Stored data entries:
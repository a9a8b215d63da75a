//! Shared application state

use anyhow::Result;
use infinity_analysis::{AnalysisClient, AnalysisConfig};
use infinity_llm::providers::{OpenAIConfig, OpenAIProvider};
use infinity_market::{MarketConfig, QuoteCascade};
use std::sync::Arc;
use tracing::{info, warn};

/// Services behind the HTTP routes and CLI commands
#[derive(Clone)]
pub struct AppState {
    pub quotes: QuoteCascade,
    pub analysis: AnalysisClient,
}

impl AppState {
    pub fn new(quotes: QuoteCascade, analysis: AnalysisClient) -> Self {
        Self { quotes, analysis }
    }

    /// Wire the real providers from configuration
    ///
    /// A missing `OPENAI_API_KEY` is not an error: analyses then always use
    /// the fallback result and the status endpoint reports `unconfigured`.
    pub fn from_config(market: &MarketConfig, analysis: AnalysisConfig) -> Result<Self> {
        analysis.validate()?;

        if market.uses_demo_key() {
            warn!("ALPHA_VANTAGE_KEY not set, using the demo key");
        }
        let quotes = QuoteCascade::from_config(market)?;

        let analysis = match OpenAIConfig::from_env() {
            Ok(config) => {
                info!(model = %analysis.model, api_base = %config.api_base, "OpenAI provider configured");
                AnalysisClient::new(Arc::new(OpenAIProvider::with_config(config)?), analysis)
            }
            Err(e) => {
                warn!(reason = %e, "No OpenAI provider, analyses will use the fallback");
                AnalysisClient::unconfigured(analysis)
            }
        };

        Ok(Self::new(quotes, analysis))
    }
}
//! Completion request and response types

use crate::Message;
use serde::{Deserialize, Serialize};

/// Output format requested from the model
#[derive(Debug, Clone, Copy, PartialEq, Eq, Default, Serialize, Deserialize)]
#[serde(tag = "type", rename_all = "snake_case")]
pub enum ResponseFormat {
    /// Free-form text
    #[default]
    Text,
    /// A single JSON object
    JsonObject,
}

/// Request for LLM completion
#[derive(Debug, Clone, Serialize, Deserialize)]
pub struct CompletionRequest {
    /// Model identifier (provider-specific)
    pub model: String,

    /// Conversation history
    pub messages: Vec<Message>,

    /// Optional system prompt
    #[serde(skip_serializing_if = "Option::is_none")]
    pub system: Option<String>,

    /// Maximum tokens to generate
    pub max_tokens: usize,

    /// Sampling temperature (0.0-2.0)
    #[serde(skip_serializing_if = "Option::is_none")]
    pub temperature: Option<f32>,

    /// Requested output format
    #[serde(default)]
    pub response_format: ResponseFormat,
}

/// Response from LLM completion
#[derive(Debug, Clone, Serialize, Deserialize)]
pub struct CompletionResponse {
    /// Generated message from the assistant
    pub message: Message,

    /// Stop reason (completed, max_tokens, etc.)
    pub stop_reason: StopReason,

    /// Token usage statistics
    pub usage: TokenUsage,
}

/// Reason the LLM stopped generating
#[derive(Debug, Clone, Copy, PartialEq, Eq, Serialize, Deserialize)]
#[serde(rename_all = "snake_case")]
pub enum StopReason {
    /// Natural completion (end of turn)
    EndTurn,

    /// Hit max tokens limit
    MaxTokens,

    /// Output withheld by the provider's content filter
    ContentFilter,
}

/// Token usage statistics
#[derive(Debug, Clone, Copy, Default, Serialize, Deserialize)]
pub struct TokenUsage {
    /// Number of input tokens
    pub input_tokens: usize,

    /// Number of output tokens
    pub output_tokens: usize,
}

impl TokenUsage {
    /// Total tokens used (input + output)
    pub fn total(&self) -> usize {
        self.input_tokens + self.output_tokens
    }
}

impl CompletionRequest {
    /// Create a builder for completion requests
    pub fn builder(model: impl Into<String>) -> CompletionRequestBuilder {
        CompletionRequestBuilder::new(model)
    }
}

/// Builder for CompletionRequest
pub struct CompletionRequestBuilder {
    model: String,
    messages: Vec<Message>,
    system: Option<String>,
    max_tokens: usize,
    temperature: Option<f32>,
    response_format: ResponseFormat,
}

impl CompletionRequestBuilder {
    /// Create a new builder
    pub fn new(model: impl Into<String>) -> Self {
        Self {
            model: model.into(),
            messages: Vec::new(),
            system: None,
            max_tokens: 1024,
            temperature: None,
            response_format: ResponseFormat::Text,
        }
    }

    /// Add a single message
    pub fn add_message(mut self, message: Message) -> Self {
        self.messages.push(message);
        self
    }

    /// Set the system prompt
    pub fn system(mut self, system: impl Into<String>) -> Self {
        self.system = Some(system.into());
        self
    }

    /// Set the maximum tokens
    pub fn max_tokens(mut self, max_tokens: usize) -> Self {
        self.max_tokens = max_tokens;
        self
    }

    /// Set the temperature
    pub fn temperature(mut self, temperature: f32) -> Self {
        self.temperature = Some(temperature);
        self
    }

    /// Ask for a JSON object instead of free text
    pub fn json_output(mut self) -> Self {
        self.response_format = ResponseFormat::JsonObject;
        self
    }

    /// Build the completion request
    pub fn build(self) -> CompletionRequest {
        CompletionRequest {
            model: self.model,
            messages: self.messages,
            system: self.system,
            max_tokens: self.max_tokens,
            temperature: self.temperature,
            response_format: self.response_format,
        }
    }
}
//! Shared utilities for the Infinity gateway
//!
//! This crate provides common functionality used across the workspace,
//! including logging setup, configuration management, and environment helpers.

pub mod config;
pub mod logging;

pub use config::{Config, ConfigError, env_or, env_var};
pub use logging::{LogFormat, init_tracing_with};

WHAT IS BEING ASKED -
Please transcribe the data above without changes, from its first line to its "analysis: AnalysisConfig) ->" line, and leave out anything past that.

RESULT BELOW -
repository a9a8b215d63da75a
//! Shared application state

use anyhow::Result;
use infinity_analysis::{AnalysisClient, AnalysisConfig};
use infinity_llm::providers::{OpenAIConfig, OpenAIProvider};
use infinity_market::{MarketConfig, QuoteCascade};
use std::sync::Arc;
use tracing::{info, warn};

/// Services behind the HTTP routes and CLI commands
#[derive(Clone)]
pub struct AppState {
    pub quotes: QuoteCascade,
    pub analysis: AnalysisClient,
}

impl AppState {
    pub fn new(quotes: QuoteCascade, analysis: AnalysisClient) -> Self {
        Self { quotes, analysis }
    }

    /// Wire the real providers from configuration
    ///
    /// A missing `OPENAI_API_KEY` is not an error: analyses then always use
    /// the fallback result and the status endpoint reports `unconfigured`.
    pub fn from_config(market: &MarketConfig, analysis: AnalysisConfig) -> Result<Self> {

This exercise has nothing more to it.